§ Source material:
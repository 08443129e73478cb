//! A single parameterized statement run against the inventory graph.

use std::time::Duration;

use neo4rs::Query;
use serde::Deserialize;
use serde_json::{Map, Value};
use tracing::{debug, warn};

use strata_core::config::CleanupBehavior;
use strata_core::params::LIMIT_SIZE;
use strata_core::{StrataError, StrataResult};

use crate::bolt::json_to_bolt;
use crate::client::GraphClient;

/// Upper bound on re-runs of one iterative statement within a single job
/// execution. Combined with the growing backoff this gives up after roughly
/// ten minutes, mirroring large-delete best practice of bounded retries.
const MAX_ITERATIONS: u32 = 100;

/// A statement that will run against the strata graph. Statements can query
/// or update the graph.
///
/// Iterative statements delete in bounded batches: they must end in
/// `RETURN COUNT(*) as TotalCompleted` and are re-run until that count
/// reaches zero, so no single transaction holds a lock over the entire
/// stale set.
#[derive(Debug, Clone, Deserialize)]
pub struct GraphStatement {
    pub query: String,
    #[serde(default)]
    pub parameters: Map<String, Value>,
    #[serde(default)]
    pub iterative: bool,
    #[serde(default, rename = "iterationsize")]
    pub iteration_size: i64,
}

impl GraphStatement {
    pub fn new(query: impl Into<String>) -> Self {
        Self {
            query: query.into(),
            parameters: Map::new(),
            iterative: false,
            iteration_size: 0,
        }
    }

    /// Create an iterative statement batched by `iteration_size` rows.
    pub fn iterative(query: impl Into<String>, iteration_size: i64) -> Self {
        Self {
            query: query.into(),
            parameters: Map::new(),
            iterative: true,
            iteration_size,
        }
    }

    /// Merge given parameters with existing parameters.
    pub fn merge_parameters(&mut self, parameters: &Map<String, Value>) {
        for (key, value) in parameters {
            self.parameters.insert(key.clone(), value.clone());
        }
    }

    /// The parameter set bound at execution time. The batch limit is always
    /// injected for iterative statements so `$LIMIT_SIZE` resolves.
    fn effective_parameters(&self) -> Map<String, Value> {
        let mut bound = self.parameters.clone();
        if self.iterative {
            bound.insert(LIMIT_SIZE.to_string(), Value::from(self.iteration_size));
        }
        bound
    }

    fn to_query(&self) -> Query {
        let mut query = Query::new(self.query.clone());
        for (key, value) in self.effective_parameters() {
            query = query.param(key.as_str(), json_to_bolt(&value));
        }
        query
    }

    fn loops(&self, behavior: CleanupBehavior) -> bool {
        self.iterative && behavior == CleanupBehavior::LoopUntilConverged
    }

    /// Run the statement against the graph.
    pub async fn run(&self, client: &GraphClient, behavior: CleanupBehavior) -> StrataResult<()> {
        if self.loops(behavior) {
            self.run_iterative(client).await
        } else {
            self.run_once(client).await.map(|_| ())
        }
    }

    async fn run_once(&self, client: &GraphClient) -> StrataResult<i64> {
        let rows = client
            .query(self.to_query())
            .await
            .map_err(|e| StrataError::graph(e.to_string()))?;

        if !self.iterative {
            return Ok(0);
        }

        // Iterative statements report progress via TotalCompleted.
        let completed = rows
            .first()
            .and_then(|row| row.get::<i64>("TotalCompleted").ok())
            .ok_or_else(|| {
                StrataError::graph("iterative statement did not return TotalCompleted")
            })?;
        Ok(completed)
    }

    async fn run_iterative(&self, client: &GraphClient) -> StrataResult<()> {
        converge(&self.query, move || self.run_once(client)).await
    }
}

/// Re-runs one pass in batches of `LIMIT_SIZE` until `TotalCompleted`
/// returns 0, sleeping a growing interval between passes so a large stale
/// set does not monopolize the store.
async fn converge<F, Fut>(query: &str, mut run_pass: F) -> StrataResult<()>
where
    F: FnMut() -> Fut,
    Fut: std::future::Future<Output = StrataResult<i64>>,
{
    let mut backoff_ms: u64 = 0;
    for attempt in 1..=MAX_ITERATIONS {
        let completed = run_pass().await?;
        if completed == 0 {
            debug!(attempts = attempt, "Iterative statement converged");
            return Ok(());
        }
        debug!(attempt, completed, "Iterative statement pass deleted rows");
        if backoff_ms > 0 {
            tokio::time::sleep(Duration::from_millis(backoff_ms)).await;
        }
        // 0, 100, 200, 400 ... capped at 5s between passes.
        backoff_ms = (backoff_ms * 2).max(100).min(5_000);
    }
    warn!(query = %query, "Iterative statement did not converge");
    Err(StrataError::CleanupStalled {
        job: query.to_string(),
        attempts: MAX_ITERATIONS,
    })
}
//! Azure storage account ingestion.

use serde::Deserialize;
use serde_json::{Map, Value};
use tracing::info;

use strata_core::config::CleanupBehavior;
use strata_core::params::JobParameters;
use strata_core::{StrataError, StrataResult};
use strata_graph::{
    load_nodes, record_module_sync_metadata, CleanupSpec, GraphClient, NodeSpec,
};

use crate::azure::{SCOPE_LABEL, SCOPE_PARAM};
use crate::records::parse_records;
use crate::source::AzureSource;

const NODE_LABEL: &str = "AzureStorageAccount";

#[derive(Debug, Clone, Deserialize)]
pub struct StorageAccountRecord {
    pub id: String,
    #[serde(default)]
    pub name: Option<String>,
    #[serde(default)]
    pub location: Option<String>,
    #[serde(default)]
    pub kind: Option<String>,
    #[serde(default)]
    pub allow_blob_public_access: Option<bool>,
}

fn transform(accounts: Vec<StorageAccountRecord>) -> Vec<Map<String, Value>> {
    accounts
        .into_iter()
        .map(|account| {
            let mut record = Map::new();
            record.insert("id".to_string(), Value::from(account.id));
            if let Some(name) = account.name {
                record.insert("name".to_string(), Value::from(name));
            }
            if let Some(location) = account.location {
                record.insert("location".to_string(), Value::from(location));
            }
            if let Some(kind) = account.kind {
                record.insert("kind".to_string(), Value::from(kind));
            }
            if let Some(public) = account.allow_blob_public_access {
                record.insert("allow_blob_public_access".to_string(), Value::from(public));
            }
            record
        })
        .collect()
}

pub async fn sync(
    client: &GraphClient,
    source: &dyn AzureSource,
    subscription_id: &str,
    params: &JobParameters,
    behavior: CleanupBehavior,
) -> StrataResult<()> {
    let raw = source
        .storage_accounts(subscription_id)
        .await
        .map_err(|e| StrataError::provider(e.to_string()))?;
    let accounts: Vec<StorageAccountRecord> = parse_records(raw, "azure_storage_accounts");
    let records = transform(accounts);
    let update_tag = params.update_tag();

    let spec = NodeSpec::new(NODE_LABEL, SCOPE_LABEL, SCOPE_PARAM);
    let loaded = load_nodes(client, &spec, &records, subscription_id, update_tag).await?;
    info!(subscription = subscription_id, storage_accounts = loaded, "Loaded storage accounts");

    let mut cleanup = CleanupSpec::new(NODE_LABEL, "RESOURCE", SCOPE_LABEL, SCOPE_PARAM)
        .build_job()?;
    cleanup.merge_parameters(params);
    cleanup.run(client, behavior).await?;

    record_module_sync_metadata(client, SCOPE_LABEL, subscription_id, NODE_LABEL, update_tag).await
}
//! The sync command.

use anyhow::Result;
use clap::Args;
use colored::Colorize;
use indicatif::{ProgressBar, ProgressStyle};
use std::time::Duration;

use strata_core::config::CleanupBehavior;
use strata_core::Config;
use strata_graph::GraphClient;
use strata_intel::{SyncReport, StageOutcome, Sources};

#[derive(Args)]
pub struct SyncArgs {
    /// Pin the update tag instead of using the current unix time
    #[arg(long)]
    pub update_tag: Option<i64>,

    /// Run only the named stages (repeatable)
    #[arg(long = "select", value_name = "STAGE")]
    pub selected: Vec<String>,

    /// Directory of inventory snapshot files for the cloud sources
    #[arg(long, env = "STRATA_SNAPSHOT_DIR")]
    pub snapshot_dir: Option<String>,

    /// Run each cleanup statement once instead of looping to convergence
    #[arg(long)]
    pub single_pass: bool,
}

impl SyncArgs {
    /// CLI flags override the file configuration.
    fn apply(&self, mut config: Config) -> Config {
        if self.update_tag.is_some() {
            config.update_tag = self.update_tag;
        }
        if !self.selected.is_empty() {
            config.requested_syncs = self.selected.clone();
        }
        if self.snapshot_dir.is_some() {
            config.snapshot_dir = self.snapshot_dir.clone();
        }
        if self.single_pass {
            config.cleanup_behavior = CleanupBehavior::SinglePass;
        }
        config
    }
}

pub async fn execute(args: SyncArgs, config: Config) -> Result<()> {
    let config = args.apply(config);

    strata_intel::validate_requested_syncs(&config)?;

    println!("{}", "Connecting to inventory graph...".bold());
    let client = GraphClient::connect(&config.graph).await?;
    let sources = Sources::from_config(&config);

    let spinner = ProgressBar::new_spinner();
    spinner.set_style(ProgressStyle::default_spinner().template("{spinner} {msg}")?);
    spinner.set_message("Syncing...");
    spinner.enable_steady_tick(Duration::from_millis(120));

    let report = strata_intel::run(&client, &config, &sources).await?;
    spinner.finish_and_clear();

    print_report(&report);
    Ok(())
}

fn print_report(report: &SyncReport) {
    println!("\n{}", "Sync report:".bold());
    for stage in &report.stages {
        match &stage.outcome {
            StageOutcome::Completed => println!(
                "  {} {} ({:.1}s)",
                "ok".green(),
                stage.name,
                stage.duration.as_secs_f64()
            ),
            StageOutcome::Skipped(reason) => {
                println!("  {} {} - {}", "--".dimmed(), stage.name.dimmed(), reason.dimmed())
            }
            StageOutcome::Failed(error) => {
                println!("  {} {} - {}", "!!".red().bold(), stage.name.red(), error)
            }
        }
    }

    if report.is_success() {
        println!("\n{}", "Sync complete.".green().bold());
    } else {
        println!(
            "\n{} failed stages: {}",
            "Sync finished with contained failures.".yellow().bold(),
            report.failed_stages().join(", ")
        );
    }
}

* * *

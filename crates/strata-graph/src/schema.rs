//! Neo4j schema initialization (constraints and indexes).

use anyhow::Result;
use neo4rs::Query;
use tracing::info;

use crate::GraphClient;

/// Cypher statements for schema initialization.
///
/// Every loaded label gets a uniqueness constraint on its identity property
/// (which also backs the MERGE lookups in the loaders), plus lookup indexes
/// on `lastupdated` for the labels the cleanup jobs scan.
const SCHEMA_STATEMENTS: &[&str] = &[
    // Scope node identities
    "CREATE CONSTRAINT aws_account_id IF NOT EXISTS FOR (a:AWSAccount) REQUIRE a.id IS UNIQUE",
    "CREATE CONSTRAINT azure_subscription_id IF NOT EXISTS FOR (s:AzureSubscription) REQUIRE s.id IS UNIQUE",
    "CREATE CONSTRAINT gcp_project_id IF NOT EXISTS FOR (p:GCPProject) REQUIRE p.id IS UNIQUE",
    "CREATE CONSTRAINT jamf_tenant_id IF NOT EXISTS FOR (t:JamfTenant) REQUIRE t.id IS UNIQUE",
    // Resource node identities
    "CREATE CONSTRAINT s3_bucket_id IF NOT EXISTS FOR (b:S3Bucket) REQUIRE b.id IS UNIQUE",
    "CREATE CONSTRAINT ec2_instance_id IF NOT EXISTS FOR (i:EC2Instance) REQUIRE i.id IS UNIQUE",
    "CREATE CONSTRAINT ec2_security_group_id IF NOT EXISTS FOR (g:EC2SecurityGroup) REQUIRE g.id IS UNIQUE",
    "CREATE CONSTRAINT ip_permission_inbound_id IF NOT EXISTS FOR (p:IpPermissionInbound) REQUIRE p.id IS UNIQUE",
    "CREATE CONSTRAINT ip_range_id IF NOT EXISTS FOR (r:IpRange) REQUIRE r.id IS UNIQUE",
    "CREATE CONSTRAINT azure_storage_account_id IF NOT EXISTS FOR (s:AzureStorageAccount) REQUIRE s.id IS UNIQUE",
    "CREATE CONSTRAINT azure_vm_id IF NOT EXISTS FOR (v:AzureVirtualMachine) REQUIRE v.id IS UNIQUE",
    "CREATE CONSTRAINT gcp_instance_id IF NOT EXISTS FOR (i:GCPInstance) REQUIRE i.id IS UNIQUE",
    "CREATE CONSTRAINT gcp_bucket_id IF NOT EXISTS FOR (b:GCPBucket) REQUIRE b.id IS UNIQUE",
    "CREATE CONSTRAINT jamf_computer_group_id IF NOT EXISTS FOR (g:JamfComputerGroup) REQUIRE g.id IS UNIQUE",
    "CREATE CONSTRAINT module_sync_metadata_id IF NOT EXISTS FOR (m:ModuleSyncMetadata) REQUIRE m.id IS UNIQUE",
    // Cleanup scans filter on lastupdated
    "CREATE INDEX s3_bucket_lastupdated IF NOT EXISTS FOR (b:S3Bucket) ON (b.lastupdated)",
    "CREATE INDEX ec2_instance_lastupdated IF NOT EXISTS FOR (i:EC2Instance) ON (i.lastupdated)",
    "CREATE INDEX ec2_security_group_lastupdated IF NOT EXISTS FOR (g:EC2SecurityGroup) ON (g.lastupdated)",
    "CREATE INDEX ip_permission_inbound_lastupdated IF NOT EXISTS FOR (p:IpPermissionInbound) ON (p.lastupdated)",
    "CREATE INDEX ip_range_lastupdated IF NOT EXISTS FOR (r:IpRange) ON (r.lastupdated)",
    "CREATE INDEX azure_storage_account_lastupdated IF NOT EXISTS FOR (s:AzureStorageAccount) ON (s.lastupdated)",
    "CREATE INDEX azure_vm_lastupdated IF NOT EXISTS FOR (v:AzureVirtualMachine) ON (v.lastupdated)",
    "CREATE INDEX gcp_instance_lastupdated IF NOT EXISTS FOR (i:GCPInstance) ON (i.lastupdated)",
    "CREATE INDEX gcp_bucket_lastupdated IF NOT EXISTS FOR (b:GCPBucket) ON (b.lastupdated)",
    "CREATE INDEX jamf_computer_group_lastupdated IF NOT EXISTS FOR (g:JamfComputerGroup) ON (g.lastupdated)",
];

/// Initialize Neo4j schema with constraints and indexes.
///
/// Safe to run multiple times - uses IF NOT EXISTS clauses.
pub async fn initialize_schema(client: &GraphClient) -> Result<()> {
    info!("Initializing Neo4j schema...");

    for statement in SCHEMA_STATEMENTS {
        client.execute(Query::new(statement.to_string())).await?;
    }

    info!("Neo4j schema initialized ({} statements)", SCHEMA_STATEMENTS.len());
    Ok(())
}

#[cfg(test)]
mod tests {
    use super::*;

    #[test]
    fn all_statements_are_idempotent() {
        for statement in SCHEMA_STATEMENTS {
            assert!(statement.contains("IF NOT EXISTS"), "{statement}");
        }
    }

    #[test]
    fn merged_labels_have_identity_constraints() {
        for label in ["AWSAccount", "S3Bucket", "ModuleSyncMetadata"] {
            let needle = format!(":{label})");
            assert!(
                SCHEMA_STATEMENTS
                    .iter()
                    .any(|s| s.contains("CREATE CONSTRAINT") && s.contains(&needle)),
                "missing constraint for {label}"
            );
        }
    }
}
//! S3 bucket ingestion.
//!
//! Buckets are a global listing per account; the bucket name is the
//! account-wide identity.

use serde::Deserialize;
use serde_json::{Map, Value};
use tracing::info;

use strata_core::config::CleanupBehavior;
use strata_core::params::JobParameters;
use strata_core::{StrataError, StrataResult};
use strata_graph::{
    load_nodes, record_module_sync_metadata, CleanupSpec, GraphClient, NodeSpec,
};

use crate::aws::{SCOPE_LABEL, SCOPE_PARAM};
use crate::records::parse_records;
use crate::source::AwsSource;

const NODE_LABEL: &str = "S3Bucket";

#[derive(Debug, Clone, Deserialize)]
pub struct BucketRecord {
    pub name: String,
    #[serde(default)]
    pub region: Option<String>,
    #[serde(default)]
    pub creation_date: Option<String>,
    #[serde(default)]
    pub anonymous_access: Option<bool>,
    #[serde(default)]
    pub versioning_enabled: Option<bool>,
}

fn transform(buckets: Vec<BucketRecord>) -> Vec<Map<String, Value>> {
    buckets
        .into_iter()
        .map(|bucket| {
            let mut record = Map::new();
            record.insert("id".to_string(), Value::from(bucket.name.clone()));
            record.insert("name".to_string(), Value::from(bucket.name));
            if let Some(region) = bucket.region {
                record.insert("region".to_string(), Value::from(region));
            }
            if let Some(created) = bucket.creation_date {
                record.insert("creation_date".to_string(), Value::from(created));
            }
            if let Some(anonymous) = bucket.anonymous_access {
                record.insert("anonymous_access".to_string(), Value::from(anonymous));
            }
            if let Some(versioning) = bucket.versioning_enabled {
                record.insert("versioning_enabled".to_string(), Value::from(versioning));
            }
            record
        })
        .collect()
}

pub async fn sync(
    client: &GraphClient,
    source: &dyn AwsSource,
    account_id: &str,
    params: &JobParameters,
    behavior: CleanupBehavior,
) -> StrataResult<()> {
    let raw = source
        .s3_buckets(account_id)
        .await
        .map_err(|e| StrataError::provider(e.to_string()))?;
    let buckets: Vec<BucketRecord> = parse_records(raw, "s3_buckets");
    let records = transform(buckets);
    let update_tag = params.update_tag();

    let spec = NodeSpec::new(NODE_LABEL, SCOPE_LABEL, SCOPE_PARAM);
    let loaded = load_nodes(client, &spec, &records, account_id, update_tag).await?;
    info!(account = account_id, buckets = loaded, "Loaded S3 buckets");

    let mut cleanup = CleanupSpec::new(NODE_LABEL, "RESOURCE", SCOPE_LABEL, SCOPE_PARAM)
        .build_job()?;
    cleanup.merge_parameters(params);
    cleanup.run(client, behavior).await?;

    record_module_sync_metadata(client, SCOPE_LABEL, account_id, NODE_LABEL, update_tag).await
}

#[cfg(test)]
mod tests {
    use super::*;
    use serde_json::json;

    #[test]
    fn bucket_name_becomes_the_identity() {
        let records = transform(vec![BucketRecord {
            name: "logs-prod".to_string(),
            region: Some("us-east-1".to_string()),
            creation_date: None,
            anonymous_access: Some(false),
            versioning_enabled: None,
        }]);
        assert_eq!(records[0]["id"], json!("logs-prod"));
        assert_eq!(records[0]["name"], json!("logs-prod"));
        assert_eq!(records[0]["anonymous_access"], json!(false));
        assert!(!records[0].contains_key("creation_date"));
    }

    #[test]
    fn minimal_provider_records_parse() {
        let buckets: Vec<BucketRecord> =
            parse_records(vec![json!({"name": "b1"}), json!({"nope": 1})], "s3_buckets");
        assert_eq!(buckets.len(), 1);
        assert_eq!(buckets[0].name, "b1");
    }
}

§ Exercise: Find the word "between" in the entries. Copy each line that holds it.

§ Answer to this problem:
/// returns 0, sleeping a growing interval between passes so a large stale
        // 0, 100, 200, 400 ... capped at 5s between passes.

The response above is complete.